Start of Listed records
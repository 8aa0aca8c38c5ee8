#![warn(missing_docs)]
//! # sessiongate-app binary
//!
//! Headless entry point: resolves configuration, runs the one-time silent
//! refresh, and reports the resolved session status. The runtime is
//! current-thread flavored; all application logic is cooperative and
//! single-threaded.

use sessiongate_app::{AppConfig, AppError, app_version, init_tracing, wire_runtime};
use sessiongate_guard::{GuardDecision, Route, check_protected_entry};

#[tokio::main(flavor = "current_thread")]
async fn main() {
    if let Err(error) = run().await {
        eprintln!("failed to start sessiongate: {error}");
        std::process::exit(1);
    }
}

async fn run() -> Result<(), AppError> {
    let config = AppConfig::from_env()?;
    init_tracing(&config)?;
    tracing::info!(
        version = app_version(),
        base_url = %config.api_base_url,
        "starting session client"
    );

    let runtime = wire_runtime(&config)?;
    runtime.bootstrap.run(&runtime.store).await;

    let session = runtime.store.current_status();
    println!("sessiongate-app {}", app_version());
    println!("authenticated={}", session.is_authenticated());
    match check_protected_entry(Route::Dashboard, &session) {
        GuardDecision::Render => println!("entry={}", Route::Dashboard.as_path()),
        GuardDecision::Redirect(destination) => println!("entry={destination}"),
    }
    Ok(())
}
End of Listed records
Goal of the exercise - Only the lines from the opening of the material through the line with "is cooperative and" should be echoed, exactly as written.

Worked solution -
repository 8aa0aca8c38c5ee8
#![warn(missing_docs)]
//! # sessiongate-app binary
//!
//! Headless entry point: resolves configuration, runs the one-time silent
//! refresh, and reports the resolved session status. The runtime is
//! current-thread flavored; all application logic is cooperative and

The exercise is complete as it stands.